Collected data
▼
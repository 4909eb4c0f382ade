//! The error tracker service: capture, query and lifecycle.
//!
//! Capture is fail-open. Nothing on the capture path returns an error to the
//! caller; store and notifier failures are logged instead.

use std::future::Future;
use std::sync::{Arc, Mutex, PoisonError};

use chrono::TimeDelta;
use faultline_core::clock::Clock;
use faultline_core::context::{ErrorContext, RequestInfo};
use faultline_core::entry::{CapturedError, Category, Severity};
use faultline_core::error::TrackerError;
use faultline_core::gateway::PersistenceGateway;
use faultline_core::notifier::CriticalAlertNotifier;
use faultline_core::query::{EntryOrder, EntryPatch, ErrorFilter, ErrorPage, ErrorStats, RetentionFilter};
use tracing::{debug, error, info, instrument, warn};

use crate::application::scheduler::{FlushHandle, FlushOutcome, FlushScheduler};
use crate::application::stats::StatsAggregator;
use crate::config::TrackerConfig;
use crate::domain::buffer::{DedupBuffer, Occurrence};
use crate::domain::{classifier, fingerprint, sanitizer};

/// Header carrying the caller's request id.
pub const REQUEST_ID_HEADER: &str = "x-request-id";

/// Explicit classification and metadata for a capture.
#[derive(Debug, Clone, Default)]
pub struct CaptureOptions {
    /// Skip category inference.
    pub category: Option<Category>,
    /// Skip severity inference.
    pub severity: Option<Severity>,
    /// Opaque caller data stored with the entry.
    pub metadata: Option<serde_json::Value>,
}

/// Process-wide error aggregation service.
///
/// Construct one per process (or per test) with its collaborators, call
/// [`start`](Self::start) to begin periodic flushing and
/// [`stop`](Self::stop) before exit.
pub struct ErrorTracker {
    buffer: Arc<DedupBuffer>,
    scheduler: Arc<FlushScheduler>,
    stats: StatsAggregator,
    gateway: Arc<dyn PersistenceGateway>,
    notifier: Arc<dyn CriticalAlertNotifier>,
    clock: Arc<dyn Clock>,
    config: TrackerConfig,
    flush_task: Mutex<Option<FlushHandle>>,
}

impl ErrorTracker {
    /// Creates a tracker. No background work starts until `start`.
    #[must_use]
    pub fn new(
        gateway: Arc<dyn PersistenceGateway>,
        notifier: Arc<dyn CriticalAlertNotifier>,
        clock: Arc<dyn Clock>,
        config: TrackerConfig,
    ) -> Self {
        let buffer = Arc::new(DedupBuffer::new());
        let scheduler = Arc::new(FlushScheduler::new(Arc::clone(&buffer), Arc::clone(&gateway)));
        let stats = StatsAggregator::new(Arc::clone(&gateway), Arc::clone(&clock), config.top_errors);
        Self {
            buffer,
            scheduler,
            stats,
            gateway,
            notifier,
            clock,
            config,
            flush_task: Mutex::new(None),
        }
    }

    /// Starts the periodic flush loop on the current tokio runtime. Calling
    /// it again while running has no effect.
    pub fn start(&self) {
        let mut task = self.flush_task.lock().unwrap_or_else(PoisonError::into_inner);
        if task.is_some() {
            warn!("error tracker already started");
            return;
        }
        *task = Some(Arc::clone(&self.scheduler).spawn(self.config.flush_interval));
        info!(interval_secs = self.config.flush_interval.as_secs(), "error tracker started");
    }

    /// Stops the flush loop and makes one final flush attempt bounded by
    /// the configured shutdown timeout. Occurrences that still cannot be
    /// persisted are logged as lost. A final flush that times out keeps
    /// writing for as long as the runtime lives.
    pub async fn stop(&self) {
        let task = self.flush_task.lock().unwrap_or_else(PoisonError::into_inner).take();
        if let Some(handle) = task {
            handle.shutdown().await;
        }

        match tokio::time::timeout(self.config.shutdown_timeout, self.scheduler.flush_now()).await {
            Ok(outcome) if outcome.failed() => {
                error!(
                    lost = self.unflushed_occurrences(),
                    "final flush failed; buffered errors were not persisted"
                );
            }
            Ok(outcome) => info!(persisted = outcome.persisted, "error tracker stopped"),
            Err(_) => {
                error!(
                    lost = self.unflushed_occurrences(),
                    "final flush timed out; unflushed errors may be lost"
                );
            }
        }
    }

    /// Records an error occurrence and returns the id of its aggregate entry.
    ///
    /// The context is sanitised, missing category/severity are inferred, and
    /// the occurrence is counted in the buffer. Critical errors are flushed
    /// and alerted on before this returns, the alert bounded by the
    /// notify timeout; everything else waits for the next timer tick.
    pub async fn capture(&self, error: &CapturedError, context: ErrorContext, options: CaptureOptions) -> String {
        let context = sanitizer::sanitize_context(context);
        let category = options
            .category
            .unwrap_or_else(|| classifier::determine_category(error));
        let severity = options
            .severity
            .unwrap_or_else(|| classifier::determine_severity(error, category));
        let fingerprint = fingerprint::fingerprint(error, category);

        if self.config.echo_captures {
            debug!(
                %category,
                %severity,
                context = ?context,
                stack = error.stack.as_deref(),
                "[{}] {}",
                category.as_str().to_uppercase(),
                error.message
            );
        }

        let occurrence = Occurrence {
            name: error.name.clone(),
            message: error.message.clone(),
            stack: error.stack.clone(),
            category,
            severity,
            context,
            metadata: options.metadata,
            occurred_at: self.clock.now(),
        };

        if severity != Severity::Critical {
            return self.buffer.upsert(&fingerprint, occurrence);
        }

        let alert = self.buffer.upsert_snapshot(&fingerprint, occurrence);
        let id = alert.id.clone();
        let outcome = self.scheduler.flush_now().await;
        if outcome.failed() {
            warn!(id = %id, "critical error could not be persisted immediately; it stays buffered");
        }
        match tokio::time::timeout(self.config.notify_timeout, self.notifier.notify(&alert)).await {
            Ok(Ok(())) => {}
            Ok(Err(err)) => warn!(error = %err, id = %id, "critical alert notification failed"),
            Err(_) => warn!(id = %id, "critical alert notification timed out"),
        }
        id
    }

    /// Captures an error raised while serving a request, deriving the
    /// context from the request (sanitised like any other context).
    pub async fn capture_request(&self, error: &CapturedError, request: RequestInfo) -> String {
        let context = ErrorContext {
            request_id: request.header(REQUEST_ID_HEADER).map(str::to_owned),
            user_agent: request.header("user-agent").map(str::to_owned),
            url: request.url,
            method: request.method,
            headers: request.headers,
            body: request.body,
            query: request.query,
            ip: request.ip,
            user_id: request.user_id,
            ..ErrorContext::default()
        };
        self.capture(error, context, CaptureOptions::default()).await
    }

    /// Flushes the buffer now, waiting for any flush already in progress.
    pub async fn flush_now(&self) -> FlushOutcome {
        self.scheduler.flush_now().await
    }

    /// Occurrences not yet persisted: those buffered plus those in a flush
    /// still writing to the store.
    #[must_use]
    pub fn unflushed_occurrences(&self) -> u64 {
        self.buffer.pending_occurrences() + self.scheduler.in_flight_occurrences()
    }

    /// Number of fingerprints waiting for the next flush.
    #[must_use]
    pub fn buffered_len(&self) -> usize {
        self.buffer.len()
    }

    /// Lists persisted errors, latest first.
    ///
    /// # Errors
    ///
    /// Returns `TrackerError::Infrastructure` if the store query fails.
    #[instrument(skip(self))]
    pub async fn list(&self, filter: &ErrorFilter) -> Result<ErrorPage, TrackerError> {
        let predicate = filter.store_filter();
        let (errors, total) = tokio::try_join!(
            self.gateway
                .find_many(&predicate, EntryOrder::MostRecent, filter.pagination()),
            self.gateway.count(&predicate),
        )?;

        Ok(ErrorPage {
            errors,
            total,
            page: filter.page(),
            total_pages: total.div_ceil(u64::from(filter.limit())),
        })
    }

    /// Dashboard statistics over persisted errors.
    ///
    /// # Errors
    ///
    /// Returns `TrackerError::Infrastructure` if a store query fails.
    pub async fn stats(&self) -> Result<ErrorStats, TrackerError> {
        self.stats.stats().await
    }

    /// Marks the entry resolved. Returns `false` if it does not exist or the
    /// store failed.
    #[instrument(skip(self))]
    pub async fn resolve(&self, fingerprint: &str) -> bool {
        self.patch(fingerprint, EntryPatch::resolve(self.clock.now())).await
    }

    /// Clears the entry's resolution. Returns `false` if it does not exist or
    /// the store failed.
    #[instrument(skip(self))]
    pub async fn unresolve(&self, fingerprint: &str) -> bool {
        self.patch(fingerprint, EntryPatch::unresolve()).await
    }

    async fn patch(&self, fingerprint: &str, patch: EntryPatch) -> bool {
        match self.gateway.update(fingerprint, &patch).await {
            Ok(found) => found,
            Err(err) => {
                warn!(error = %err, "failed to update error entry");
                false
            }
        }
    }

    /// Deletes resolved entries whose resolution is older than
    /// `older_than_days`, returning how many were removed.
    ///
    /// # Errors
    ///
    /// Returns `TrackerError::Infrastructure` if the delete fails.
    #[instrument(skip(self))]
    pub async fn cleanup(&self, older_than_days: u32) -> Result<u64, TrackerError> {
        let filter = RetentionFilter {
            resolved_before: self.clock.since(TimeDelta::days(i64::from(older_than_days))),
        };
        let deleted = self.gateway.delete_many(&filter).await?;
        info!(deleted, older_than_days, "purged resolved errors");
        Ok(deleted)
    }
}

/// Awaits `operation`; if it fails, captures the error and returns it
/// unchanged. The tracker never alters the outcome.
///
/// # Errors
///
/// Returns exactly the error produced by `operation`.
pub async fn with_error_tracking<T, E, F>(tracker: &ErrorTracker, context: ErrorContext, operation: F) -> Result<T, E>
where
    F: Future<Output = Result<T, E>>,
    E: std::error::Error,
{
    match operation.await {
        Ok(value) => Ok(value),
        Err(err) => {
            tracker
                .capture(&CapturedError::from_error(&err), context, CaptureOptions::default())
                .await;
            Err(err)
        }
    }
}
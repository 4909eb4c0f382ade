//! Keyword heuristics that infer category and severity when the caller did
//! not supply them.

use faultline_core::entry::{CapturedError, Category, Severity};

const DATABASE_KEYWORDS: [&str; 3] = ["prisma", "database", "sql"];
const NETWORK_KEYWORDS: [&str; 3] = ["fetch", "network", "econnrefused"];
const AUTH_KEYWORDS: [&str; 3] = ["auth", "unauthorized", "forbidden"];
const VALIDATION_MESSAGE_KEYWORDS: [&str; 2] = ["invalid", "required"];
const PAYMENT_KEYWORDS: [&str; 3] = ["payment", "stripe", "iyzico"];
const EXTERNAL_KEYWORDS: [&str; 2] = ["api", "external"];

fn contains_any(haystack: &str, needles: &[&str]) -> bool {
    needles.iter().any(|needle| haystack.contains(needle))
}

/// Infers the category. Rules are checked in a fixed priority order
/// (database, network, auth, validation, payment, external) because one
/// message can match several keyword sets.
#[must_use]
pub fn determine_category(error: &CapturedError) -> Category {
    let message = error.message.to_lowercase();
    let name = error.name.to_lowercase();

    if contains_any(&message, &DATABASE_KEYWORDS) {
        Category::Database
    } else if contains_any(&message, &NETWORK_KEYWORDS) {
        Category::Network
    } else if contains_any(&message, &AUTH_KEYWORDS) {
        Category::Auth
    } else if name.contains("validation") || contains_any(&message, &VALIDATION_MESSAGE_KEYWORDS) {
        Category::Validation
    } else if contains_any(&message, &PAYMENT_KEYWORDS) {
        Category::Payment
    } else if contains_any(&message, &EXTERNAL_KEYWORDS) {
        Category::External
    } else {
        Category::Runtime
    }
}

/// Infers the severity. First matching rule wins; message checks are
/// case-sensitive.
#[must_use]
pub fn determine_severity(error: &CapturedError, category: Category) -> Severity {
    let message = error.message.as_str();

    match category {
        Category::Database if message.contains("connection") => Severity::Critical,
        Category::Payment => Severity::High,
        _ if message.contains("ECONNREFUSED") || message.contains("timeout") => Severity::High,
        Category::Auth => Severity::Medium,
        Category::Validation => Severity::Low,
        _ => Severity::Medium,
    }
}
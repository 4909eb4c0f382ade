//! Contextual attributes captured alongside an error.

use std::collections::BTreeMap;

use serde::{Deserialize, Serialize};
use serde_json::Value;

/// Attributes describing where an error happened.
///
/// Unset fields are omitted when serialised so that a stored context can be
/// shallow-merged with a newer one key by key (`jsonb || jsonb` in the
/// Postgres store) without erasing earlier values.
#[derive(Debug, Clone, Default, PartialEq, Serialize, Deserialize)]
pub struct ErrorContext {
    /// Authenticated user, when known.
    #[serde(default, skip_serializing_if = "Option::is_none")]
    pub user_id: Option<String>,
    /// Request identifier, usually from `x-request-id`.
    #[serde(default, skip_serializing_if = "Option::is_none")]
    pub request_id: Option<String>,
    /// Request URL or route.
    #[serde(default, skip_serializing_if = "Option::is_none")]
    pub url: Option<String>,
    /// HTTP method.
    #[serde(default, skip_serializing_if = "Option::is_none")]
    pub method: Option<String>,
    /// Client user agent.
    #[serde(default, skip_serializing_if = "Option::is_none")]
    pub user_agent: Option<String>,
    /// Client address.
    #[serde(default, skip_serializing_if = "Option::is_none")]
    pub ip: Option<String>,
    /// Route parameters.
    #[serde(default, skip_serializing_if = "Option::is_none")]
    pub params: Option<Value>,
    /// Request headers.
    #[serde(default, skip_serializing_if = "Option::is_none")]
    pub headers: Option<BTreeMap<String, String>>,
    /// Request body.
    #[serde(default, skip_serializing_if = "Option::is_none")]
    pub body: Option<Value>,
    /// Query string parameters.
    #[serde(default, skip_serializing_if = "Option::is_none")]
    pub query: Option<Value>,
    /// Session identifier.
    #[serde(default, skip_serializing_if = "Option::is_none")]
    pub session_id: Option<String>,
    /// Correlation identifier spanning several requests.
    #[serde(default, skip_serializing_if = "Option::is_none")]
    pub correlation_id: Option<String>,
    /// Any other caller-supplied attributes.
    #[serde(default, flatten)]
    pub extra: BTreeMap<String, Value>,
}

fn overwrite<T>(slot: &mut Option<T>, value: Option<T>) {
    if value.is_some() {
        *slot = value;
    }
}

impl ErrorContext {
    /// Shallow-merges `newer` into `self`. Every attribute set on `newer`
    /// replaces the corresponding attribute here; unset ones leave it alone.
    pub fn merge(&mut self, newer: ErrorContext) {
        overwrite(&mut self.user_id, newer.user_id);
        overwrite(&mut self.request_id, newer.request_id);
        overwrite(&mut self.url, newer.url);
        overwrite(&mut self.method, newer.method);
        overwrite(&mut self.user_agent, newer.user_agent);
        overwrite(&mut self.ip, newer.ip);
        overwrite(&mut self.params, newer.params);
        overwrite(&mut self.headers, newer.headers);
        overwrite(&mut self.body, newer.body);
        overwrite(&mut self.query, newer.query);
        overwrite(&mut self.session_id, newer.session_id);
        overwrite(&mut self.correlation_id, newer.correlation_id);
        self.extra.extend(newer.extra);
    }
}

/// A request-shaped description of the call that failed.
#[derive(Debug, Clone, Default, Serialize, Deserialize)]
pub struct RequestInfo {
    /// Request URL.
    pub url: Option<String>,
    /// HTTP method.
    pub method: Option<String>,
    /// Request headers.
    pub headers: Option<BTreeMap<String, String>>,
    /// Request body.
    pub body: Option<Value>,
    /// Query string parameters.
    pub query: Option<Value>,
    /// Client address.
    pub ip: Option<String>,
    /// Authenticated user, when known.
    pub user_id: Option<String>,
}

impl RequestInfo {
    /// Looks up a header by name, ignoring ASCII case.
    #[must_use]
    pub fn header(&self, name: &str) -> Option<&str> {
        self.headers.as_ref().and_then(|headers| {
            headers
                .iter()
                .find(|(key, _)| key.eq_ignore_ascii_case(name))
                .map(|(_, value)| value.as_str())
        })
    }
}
▲
If a line in the data above includes the string "headers", copy it.

* **RESULT**:
            headers: request.headers,
    /// Request headers.
    pub headers: Option<BTreeMap<String, String>>,
        overwrite(&mut self.headers, newer.headers);
    /// Request headers.
    pub headers: Option<BTreeMap<String, String>>,
        self.headers.as_ref().and_then(|headers| {
            headers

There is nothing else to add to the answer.